### What is expected
Lines from the first one down to the one containing "for tokens in" in the data below are the only ones needed; please return them exactly, both ends included.

### Record set
-- -- --
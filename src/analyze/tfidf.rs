use std::collections::{HashMap, HashSet};

use super::segment::Segmenter;

/// TF-IDF vector space fitted over a small corpus.
///
/// Raw term counts are weighted by the smoothed idf `ln((1 + n) / (1 + df)) + 1`
/// and every row is L2-normalized, so the dot product of two rows is their
/// cosine similarity.
#[derive(Debug, Clone)]
pub struct TfIdfMatrix {
    vocabulary: Vec<String>,
    rows: Vec<Vec<f64>>,
}

impl TfIdfMatrix {
    /// Fits the vocabulary over `documents` and transforms them. The
    /// vocabulary keeps the `max_features` terms with the highest document
    /// frequency (ties: total count, then the term itself).
    pub fn fit_transform(
        documents: &[&str],
        segmenter: &dyn Segmenter,
        max_features: usize,
    ) -> Self {
        let tokenized = documents
            .iter()
            .map(|doc| tokenize(doc, segmenter))
            .collect::<Vec<_>>();

        let mut document_frequency: HashMap<&str, usize> = HashMap::new();
        let mut total_count: HashMap<&str, usize> = HashMap::new();
        for tokens in &tokenized {
            let unique = tokens.iter().map(String::as_str).collect::<HashSet<_>>();
            for token in unique {
                *document_frequency.entry(token).or_insert(0) += 1;
            }
            for token in tokens {
                *total_count.entry(token.as_str()).or_insert(0) += 1;
            }
        }

        let mut ranked = document_frequency.into_iter().collect::<Vec<_>>();
        ranked.sort_by(|(term_a, df_a), (term_b, df_b)| {
            df_b.cmp(df_a)
                .then_with(|| total_count[term_b].cmp(&total_count[term_a]))
                .then_with(|| term_a.cmp(term_b))
        });
        ranked.truncate(max_features);
        // sorted so that column order does not depend on ranking ties
        ranked.sort_by(|(term_a, _), (term_b, _)| term_a.cmp(term_b));

        let n_documents = documents.len() as f64;
        let index = ranked
            .iter()
            .enumerate()
            .map(|(idx, (term, _))| (*term, idx))
            .collect::<HashMap<_, _>>();
        let idf = ranked
            .iter()
            .map(|(_, df)| ((1.0 + n_documents) / (1.0 + *df as f64)).ln() + 1.0)
            .collect::<Vec<_>>();

        let rows = tokenized
            .iter()
            .map(|tokens| {
                let mut row = vec![0.0; ranked.len()];
                for token in tokens {
                    if let Some(&idx) = index.get(token.as_str()) {
                        row[idx] += 1.0;
                    }
                }
                for (weight, idf) in row.iter_mut().zip(&idf) {
                    *weight *= idf;
                }
                l2_normalize(&mut row);
                row
            })
            .collect();

        let vocabulary = ranked
            .into_iter()
            .map(|(term, _)| term.to_string())
            .collect();
        Self { vocabulary, rows }
    }

    #[cfg(test)]
    pub fn vocabulary(&self) -> &[String] {
        &self.vocabulary
    }

    pub fn is_empty(&self) -> bool {
        self.vocabulary.is_empty()
    }

    pub fn row(&self, index: usize) -> &[f64] {
        &self.rows[index]
    }

    #[cfg(test)]
    pub fn len(&self) -> usize {
        self.rows.len()
    }
}

/// Lower-cases, segments and drops tokens without any alphanumeric character.
fn tokenize(text: &str, segmenter: &dyn Segmenter) -> Vec<String> {
    let lowered = text.to_lowercase();
    segmenter
        .segment(&lowered)
        .into_iter()
        .filter(|token| token.chars().any(char::is_alphanumeric))
        .map(str::to_string)
        .collect()
}

fn l2_normalize(row: &mut [f64]) {
    let norm = row.iter().map(|x| x * x).sum::<f64>().sqrt();
    if norm > 0.0 {
        for value in row.iter_mut() {
            *value /= norm;
        }
    }
}

pub fn cosine_similarity(a: &[f64], b: &[f64]) -> f64 {
    if a.len() != b.len() {
        return 0.0;
    }

    let dot_product: f64 = a.iter().zip(b.iter()).map(|(x, y)| x * y).sum();
    let magnitude_a: f64 = a.iter().map(|x| x * x).sum::<f64>().sqrt();
    let magnitude_b: f64 = b.iter().map(|x| x * x).sum::<f64>().sqrt();

    if magnitude_a == 0.0 || magnitude_b == 0.0 {
        0.0
    } else {
        dot_product / (magnitude_a * magnitude_b)
    }
}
-- -- --
### Expected answer
filename src/analyze/tfidf.rs
use std::collections::{HashMap, HashSet};

use super::segment::Segmenter;

/// TF-IDF vector space fitted over a small corpus.
///
/// Raw term counts are weighted by the smoothed idf `ln((1 + n) / (1 + df)) + 1`
/// and every row is L2-normalized, so the dot product of two rows is their
/// cosine similarity.
#[derive(Debug, Clone)]
pub struct TfIdfMatrix {
    vocabulary: Vec<String>,
    rows: Vec<Vec<f64>>,
}

impl TfIdfMatrix {
    /// Fits the vocabulary over `documents` and transforms them. The
    /// vocabulary keeps the `max_features` terms with the highest document
    /// frequency (ties: total count, then the term itself).
    pub fn fit_transform(
        documents: &[&str],
        segmenter: &dyn Segmenter,
        max_features: usize,
    ) -> Self {
        let tokenized = documents
            .iter()
            .map(|doc| tokenize(doc, segmenter))
            .collect::<Vec<_>>();

        let mut document_frequency: HashMap<&str, usize> = HashMap::new();
        let mut total_count: HashMap<&str, usize> = HashMap::new();
        for tokens in &tokenized {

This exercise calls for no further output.